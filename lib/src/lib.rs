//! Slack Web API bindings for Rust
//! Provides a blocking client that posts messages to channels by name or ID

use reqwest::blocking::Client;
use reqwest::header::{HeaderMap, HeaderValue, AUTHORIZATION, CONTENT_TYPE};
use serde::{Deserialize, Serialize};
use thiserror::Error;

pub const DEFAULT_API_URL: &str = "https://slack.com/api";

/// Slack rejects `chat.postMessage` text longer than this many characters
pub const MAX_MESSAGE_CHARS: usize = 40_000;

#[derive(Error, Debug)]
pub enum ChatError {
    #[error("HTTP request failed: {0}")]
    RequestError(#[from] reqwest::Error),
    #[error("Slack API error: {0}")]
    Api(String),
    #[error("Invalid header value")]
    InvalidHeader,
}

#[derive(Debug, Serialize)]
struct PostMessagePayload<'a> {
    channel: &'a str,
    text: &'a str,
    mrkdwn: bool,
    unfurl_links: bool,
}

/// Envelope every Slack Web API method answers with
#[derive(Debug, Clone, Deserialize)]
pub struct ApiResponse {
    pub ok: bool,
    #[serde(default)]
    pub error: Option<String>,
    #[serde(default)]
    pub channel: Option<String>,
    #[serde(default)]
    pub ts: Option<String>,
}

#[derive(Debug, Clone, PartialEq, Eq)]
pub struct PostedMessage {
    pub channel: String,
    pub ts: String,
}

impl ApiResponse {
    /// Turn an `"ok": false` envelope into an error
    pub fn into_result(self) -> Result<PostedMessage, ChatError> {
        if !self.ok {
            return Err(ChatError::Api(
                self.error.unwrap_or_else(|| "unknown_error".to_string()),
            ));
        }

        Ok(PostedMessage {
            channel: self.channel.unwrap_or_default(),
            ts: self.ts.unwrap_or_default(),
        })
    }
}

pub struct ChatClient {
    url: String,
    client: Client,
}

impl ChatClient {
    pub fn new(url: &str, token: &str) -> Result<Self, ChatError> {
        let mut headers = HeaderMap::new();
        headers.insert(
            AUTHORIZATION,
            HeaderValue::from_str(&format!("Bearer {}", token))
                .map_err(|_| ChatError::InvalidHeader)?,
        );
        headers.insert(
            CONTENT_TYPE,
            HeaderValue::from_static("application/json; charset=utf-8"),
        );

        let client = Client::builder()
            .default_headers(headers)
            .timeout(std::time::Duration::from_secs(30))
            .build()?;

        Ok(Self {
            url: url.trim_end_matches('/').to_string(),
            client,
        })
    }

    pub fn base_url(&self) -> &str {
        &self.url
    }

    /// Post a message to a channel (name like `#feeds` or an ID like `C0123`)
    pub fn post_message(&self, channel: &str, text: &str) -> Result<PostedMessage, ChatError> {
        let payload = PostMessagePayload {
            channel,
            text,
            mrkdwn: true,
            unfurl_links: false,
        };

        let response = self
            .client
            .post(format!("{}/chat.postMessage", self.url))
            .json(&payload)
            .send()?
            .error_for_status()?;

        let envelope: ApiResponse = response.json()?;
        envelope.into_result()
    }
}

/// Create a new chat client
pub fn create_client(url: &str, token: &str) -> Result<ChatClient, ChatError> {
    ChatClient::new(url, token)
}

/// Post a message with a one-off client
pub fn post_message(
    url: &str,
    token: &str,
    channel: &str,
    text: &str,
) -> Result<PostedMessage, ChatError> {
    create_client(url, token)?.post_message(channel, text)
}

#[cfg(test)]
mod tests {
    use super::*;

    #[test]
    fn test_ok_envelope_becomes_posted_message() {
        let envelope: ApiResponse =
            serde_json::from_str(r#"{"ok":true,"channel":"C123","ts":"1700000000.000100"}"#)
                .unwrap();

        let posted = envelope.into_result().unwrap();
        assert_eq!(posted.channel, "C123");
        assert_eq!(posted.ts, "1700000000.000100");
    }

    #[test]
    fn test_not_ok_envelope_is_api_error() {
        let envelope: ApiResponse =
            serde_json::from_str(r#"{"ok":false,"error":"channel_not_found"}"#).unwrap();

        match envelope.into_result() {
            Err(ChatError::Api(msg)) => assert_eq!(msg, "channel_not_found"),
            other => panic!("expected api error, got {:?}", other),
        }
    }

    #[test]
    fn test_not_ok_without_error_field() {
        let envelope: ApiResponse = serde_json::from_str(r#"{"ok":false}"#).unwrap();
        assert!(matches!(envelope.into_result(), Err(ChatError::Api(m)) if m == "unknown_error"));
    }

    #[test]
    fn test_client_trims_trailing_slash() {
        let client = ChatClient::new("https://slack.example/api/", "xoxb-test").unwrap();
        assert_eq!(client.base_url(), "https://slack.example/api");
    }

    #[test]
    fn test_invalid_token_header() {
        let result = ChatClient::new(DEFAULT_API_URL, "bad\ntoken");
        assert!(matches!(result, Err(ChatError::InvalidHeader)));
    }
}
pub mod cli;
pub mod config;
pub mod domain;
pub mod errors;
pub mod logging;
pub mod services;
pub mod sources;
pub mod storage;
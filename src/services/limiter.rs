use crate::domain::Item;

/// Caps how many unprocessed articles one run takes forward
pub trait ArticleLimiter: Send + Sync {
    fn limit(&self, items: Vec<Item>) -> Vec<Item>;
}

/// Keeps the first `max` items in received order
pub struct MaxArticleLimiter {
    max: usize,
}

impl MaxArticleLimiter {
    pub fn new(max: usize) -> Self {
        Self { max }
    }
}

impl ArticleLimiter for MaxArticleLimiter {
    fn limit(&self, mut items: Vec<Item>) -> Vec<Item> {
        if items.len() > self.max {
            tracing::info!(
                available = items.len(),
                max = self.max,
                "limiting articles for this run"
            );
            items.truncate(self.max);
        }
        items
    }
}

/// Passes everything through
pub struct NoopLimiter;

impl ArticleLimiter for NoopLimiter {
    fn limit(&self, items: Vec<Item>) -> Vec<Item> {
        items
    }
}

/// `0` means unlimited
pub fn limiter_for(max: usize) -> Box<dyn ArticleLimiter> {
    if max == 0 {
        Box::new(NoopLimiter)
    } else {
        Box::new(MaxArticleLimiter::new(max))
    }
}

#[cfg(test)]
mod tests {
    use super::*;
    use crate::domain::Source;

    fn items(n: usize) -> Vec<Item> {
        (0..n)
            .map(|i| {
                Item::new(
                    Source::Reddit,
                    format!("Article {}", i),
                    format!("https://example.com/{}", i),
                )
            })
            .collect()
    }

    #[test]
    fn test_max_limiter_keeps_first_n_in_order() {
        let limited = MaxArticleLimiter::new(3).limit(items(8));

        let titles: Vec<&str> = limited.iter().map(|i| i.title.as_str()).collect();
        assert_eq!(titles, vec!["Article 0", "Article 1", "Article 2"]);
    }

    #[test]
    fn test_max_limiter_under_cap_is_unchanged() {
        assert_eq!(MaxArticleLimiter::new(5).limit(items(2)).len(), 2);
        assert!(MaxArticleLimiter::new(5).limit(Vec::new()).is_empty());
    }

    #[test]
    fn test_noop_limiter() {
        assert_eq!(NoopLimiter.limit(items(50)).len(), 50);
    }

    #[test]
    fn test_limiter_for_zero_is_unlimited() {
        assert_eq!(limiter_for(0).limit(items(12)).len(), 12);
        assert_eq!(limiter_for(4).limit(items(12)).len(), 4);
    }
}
....
- ABOUT THIS TASK -
All of the records go in your answer, copied exactly.

- WRITTEN ANSWER -
filename lib/src/lib.rs
//! Slack Web API bindings for Rust
//! Provides a blocking client that posts messages to channels by name or ID

use reqwest::blocking::Client;
use reqwest::header::{HeaderMap, HeaderValue, AUTHORIZATION, CONTENT_TYPE};
use serde::{Deserialize, Serialize};
use thiserror::Error;

pub const DEFAULT_API_URL: &str = "https://slack.com/api";

/// Slack rejects `chat.postMessage` text longer than this many characters
pub const MAX_MESSAGE_CHARS: usize = 40_000;

#[derive(Error, Debug)]
pub enum ChatError {
    #[error("HTTP request failed: {0}")]
    RequestError(#[from] reqwest::Error),
    #[error("Slack API error: {0}")]
    Api(String),
    #[error("Invalid header value")]
    InvalidHeader,
}

#[derive(Debug, Serialize)]
struct PostMessagePayload<'a> {
    channel: &'a str,
    text: &'a str,
    mrkdwn: bool,
    unfurl_links: bool,
}

/// Envelope every Slack Web API method answers with
#[derive(Debug, Clone, Deserialize)]
pub struct ApiResponse {
    pub ok: bool,
    #[serde(default)]
    pub error: Option<String>,
    #[serde(default)]
    pub channel: Option<String>,
    #[serde(default)]
    pub ts: Option<String>,
}

#[derive(Debug, Clone, PartialEq, Eq)]
pub struct PostedMessage {
    pub channel: String,
    pub ts: String,
}

impl ApiResponse {
    /// Turn an `"ok": false` envelope into an error
    pub fn into_result(self) -> Result<PostedMessage, ChatError> {
        if !self.ok {
            return Err(ChatError::Api(
                self.error.unwrap_or_else(|| "unknown_error".to_string()),
            ));
        }

        Ok(PostedMessage {
            channel: self.channel.unwrap_or_default(),
            ts: self.ts.unwrap_or_default(),
        })
    }
}

pub struct ChatClient {
    url: String,
    client: Client,
}

impl ChatClient {
    pub fn new(url: &str, token: &str) -> Result<Self, ChatError> {
        let mut headers = HeaderMap::new();
        headers.insert(
            AUTHORIZATION,
            HeaderValue::from_str(&format!("Bearer {}", token))
                .map_err(|_| ChatError::InvalidHeader)?,
        );
        headers.insert(
            CONTENT_TYPE,
            HeaderValue::from_static("application/json; charset=utf-8"),
        );

        let client = Client::builder()
            .default_headers(headers)
            .timeout(std::time::Duration::from_secs(30))
            .build()?;

        Ok(Self {
            url: url.trim_end_matches('/').to_string(),
            client,
        })
    }

    pub fn base_url(&self) -> &str {
        &self.url
    }

    /// Post a message to a channel (name like `#feeds` or an ID like `C0123`)
    pub fn post_message(&self, channel: &str, text: &str) -> Result<PostedMessage, ChatError> {
        let payload = PostMessagePayload {
            channel,
            text,
            mrkdwn: true,
            unfurl_links: false,
        };

        let response = self
            .client
            .post(format!("{}/chat.postMessage", self.url))
            .json(&payload)
            .send()?
            .error_for_status()?;

        let envelope: ApiResponse = response.json()?;
        envelope.into_result()
    }
}

/// Create a new chat client
pub fn create_client(url: &str, token: &str) -> Result<ChatClient, ChatError> {
    ChatClient::new(url, token)
}

/// Post a message with a one-off client
pub fn post_message(
    url: &str,
    token: &str,
    channel: &str,
    text: &str,
) -> Result<PostedMessage, ChatError> {
    create_client(url, token)?.post_message(channel, text)
}

#[cfg(test)]
mod tests {
    use super::*;

    #[test]
    fn test_ok_envelope_becomes_posted_message() {
        let envelope: ApiResponse =
            serde_json::from_str(r#"{"ok":true,"channel":"C123","ts":"1700000000.000100"}"#)
                .unwrap();

        let posted = envelope.into_result().unwrap();
        assert_eq!(posted.channel, "C123");
        assert_eq!(posted.ts, "1700000000.000100");
    }

    #[test]
    fn test_not_ok_envelope_is_api_error() {
        let envelope: ApiResponse =
            serde_json::from_str(r#"{"ok":false,"error":"channel_not_found"}"#).unwrap();

        match envelope.into_result() {
            Err(ChatError::Api(msg)) => assert_eq!(msg, "channel_not_found"),
            other => panic!("expected api error, got {:?}", other),
        }
    }

    #[test]
    fn test_not_ok_without_error_field() {
        let envelope: ApiResponse = serde_json::from_str(r#"{"ok":false}"#).unwrap();
        assert!(matches!(envelope.into_result(), Err(ChatError::Api(m)) if m == "unknown_error"));
    }

    #[test]
    fn test_client_trims_trailing_slash() {
        let client = ChatClient::new("https://slack.example/api/", "xoxb-test").unwrap();
        assert_eq!(client.base_url(), "https://slack.example/api");
    }

    #[test]
    fn test_invalid_token_header() {
        let result = ChatClient::new(DEFAULT_API_URL, "bad\ntoken");
        assert!(matches!(result, Err(ChatError::InvalidHeader)));
    }
}
pub mod cli;
pub mod config;
pub mod domain;
pub mod errors;
pub mod logging;
pub mod services;
pub mod sources;
pub mod storage;
filename src/services/limiter.rs
use crate::domain::Item;

/// Caps how many unprocessed articles one run takes forward
pub trait ArticleLimiter: Send + Sync {
    fn limit(&self, items: Vec<Item>) -> Vec<Item>;
}

/// Keeps the first `max` items in received order
pub struct MaxArticleLimiter {
    max: usize,
}

impl MaxArticleLimiter {
    pub fn new(max: usize) -> Self {
        Self { max }
    }
}

impl ArticleLimiter for MaxArticleLimiter {
    fn limit(&self, mut items: Vec<Item>) -> Vec<Item> {
        if items.len() > self.max {
            tracing::info!(
                available = items.len(),
                max = self.max,
                "limiting articles for this run"
            );
            items.truncate(self.max);
        }
        items
    }
}

/// Passes everything through
pub struct NoopLimiter;

impl ArticleLimiter for NoopLimiter {
    fn limit(&self, items: Vec<Item>) -> Vec<Item> {
        items
    }
}

/// `0` means unlimited
pub fn limiter_for(max: usize) -> Box<dyn ArticleLimiter> {
    if max == 0 {
        Box::new(NoopLimiter)
    } else {
        Box::new(MaxArticleLimiter::new(max))
    }
}

#[cfg(test)]
mod tests {
    use super::*;
    use crate::domain::Source;

    fn items(n: usize) -> Vec<Item> {
        (0..n)
            .map(|i| {
                Item::new(
                    Source::Reddit,
                    format!("Article {}", i),
                    format!("https://example.com/{}", i),
                )
            })
            .collect()
    }

    #[test]
    fn test_max_limiter_keeps_first_n_in_order() {
        let limited = MaxArticleLimiter::new(3).limit(items(8));

        let titles: Vec<&str> = limited.iter().map(|i| i.title.as_str()).collect();
        assert_eq!(titles, vec!["Article 0", "Article 1", "Article 2"]);
    }

    #[test]
    fn test_max_limiter_under_cap_is_unchanged() {
        assert_eq!(MaxArticleLimiter::new(5).limit(items(2)).len(), 2);
        assert!(MaxArticleLimiter::new(5).limit(Vec::new()).is_empty());
    }

    #[test]
    fn test_noop_limiter() {
        assert_eq!(NoopLimiter.limit(items(50)).len(), 50);
    }

    #[test]
    fn test_limiter_for_zero_is_unlimited() {
        assert_eq!(limiter_for(0).limit(items(12)).len(), 12);
        assert_eq!(limiter_for(4).limit(items(12)).len(), 4);
    }
}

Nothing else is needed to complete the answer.